The participants often paradoxically speak the opposite of what is intended. Finally with rising excitement the mara'akáme- spiritual leader rushes ahead and fires an arrows to enclose the first peyote on all quarters and exclaims 'how sacred, how beautiful, the five-pointed deer!'. He then cuts the hikuri leaving some root to regrow new crowns. The return to Wirikuta the sacred mountain is seen as a return to paradise.

"One day it will be all as you have seen it there in Wirikuta.
The first people will come back.
The fields will be pure and crystalline.
The world will end and it will all be pure again" (Internet).

"
Ramon gestures on the hunt, Lophophora williamsii, the Peyote collected (Furst).

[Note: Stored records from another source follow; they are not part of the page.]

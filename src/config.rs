//! Startup configuration.
//!
//! Two sources, both read exactly once before the server binds:
//! - the environment ([`Environment`]): endpoint, signing credential, token contract and
//!   bind address. Missing or malformed values abort startup.
//! - an optional TOML file ([`GatewayConfig`], path from `CONFIG_FILE`): CORS, request
//!   limits and transaction timing. A missing file means defaults; a malformed one
//!   aborts startup.

use alloy::primitives::Address;
use serde::{Deserialize, Serialize};
use std::net::IpAddr;
use std::path::Path;
use std::time::Duration;
use url::Url;

use crate::chain::EvmChain;
use crate::from_env::{self, CredentialError, SigningCredential};
use crate::pipeline::PipelineSettings;
use crate::types::EvmAddress;

#[derive(Debug, thiserror::Error)]
pub enum ConfigError {
    #[error("environment variable {0} is required")]
    Missing(&'static str),
    #[error("environment variable {name} is invalid: {reason}")]
    Invalid { name: &'static str, reason: String },
    #[error(transparent)]
    Credential(#[from] CredentialError),
    #[error("invalid setting {name}: {reason}")]
    Setting { name: &'static str, reason: String },
    #[error("failed to read config file: {0}")]
    File(#[from] config::ConfigError),
}

/// Settings read from the TOML file.
#[derive(Debug, Clone, Default, Deserialize, Serialize)]
#[serde(default)]
pub struct GatewayConfig {
    pub cors: CorsConfig,
    pub request: RequestConfig,
    pub transaction: TransactionConfig,
}

impl GatewayConfig {
    /// Load configuration from a TOML file.
    ///
    /// If the file doesn't exist, returns the default configuration.
    /// If the file exists but is malformed, returns an error.
    pub fn from_file<P: AsRef<Path>>(path: P) -> Result<Self, ConfigError> {
        let path = path.as_ref();

        if !path.exists() {
            tracing::info!(?path, "config file not found, using defaults");
            return Ok(Self::default());
        }

        let config: Self = config::Config::builder()
            .add_source(config::File::from(path))
            .build()?
            .try_deserialize()?;
        config.validate()?;
        Ok(config)
    }

    /// Load configuration from `CONFIG_FILE`, or `config.toml` when unset.
    pub fn from_env() -> Result<Self, ConfigError> {
        let config_path = std::env::var(from_env::ENV_CONFIG_FILE)
            .unwrap_or_else(|_| from_env::DEFAULT_CONFIG_FILE.to_string());
        Self::from_file(config_path)
    }

    pub fn validate(&self) -> Result<(), ConfigError> {
        let transaction = &self.transaction;
        if transaction.confirmations == 0 {
            return Err(ConfigError::Setting {
                name: "transaction.confirmations",
                reason: "must be at least 1".to_string(),
            });
        }
        let timeouts = [
            ("transaction.rpc_timeout_seconds", transaction.rpc_timeout_seconds),
            (
                "transaction.connection_timeout_seconds",
                transaction.connection_timeout_seconds,
            ),
            (
                "transaction.receipt_timeout_seconds",
                transaction.receipt_timeout_seconds,
            ),
        ];
        if let Some(&(name, _)) = timeouts.iter().find(|(_, seconds)| *seconds == 0) {
            return Err(ConfigError::Setting {
                name,
                reason: "must be greater than zero".to_string(),
            });
        }
        if self.request.max_body_size_bytes == 0 {
            return Err(ConfigError::Setting {
                name: "request.max_body_size_bytes",
                reason: "must be greater than zero".to_string(),
            });
        }
        Ok(())
    }
}

/// CORS configuration.
#[derive(Debug, Clone, Default, Deserialize, Serialize)]
#[serde(default)]
pub struct CorsConfig {
    /// List of allowed origins. Empty list means allow all (*).
    pub allowed_origins: Vec<String>,
}

/// Request validation configuration.
#[derive(Debug, Clone, Deserialize, Serialize)]
#[serde(default)]
pub struct RequestConfig {
    /// Maximum request body size in bytes (default 1MB).
    pub max_body_size_bytes: usize,
}

impl Default for RequestConfig {
    fn default() -> Self {
        Self {
            max_body_size_bytes: 1_048_576, // 1MB
        }
    }
}

/// Transaction-related configuration.
#[derive(Debug, Clone, Deserialize, Serialize)]
#[serde(default)]
pub struct TransactionConfig {
    /// Timeout for individual RPC requests in seconds.
    pub rpc_timeout_seconds: u64,
    /// TCP connect timeout in seconds.
    pub connection_timeout_seconds: u64,
    /// How long to wait for a receipt before reporting the transaction as failed.
    pub receipt_timeout_seconds: u64,
    pub confirmations: u64,
    /// Check the allowance before simulating `transferFrom`.
    pub allowance_precheck: bool,
}

impl Default for TransactionConfig {
    fn default() -> Self {
        Self {
            rpc_timeout_seconds: 30,
            connection_timeout_seconds: 10,
            receipt_timeout_seconds: 120,
            confirmations: 1,
            allowance_precheck: true,
        }
    }
}

impl TransactionConfig {
    pub fn rpc_timeout(&self) -> Duration {
        Duration::from_secs(self.rpc_timeout_seconds)
    }

    pub fn connection_timeout(&self) -> Duration {
        Duration::from_secs(self.connection_timeout_seconds)
    }

    pub fn receipt_timeout(&self) -> Duration {
        Duration::from_secs(self.receipt_timeout_seconds)
    }

    pub fn pipeline_settings(&self) -> PipelineSettings {
        PipelineSettings {
            confirmations: self.confirmations,
            allowance_precheck: self.allowance_precheck,
        }
    }
}

/// Settings read from environment variables.
#[derive(Debug, Clone)]
pub struct Environment {
    pub rpc_url: Url,
    pub credential: SigningCredential,
    pub contract: Address,
    pub host: IpAddr,
    pub port: u16,
    pub expected_chain: Option<EvmChain>,
}

impl Environment {
    pub fn from_env() -> Result<Self, ConfigError> {
        Self::from_lookup(|name| std::env::var(name).ok())
    }

    /// Read and validate every variable through `lookup`. Empty values count as unset.
    pub fn from_lookup<F>(lookup: F) -> Result<Self, ConfigError>
    where
        F: Fn(&str) -> Option<String>,
    {
        let var = |name: &str| lookup(name).filter(|value| !value.trim().is_empty());
        let required = |name: &'static str| var(name).ok_or(ConfigError::Missing(name));
        let invalid = |name: &'static str, reason: String| ConfigError::Invalid { name, reason };

        let rpc_url = required(from_env::ENV_RPC_URL)?;
        let rpc_url = Url::parse(rpc_url.trim())
            .map_err(|e| invalid(from_env::ENV_RPC_URL, e.to_string()))?;

        let credential: SigningCredential = required(from_env::ENV_PRIVATE_KEY)?.parse()?;

        let contract: EvmAddress = required(from_env::ENV_CONTRACT_ADDRESS)?
            .trim()
            .parse()
            .map_err(|e: crate::types::InvalidAddress| {
                invalid(from_env::ENV_CONTRACT_ADDRESS, e.to_string())
            })?;
        if contract.is_zero() {
            return Err(invalid(
                from_env::ENV_CONTRACT_ADDRESS,
                "must not be the zero address".to_string(),
            ));
        }

        let host = match var(from_env::ENV_HOST) {
            Some(host) => host
                .trim()
                .parse()
                .map_err(|_| invalid(from_env::ENV_HOST, format!("'{host}' is not an IP address")))?,
            None => from_env::DEFAULT_HOST,
        };
        let port = match var(from_env::ENV_PORT) {
            Some(port) => port
                .trim()
                .parse()
                .map_err(|_| invalid(from_env::ENV_PORT, format!("'{port}' is not a port")))?,
            None => from_env::DEFAULT_PORT,
        };
        let expected_chain = var(from_env::ENV_CHAIN_ID)
            .map(|chain| chain.parse::<EvmChain>())
            .transpose()
            .map_err(|e| invalid(from_env::ENV_CHAIN_ID, e.to_string()))?;

        Ok(Self {
            rpc_url,
            credential,
            contract: contract.into(),
            host,
            port,
            expected_chain,
        })
    }
}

Speak to the peyote with your heart, with your thoughts.
And the peyote sees your heart ...
And if you have luck, you will hear things
and receive things that are invisible to others,
but that god has given you to pursue your path
(Schultes and Hofmann 138).

Although children under three are not given peyote, older ones are generally offered some as an omen of their potential as a mara'akame. 'After slight hesitation ten-year-old Fracisco who had not tasted peyote before began to chew vigorously. He nodded - yes he liked it. He danced for hours and fell asleep smiling happily.' 'Veradera, a strikingly handsome girl under twenty ate more peyote than anyone with the exception of Ramón and Lupe and later that night fell into a deep trance that lasted for many hours and caused everyone to regard her as specially sacred' (Furst 176).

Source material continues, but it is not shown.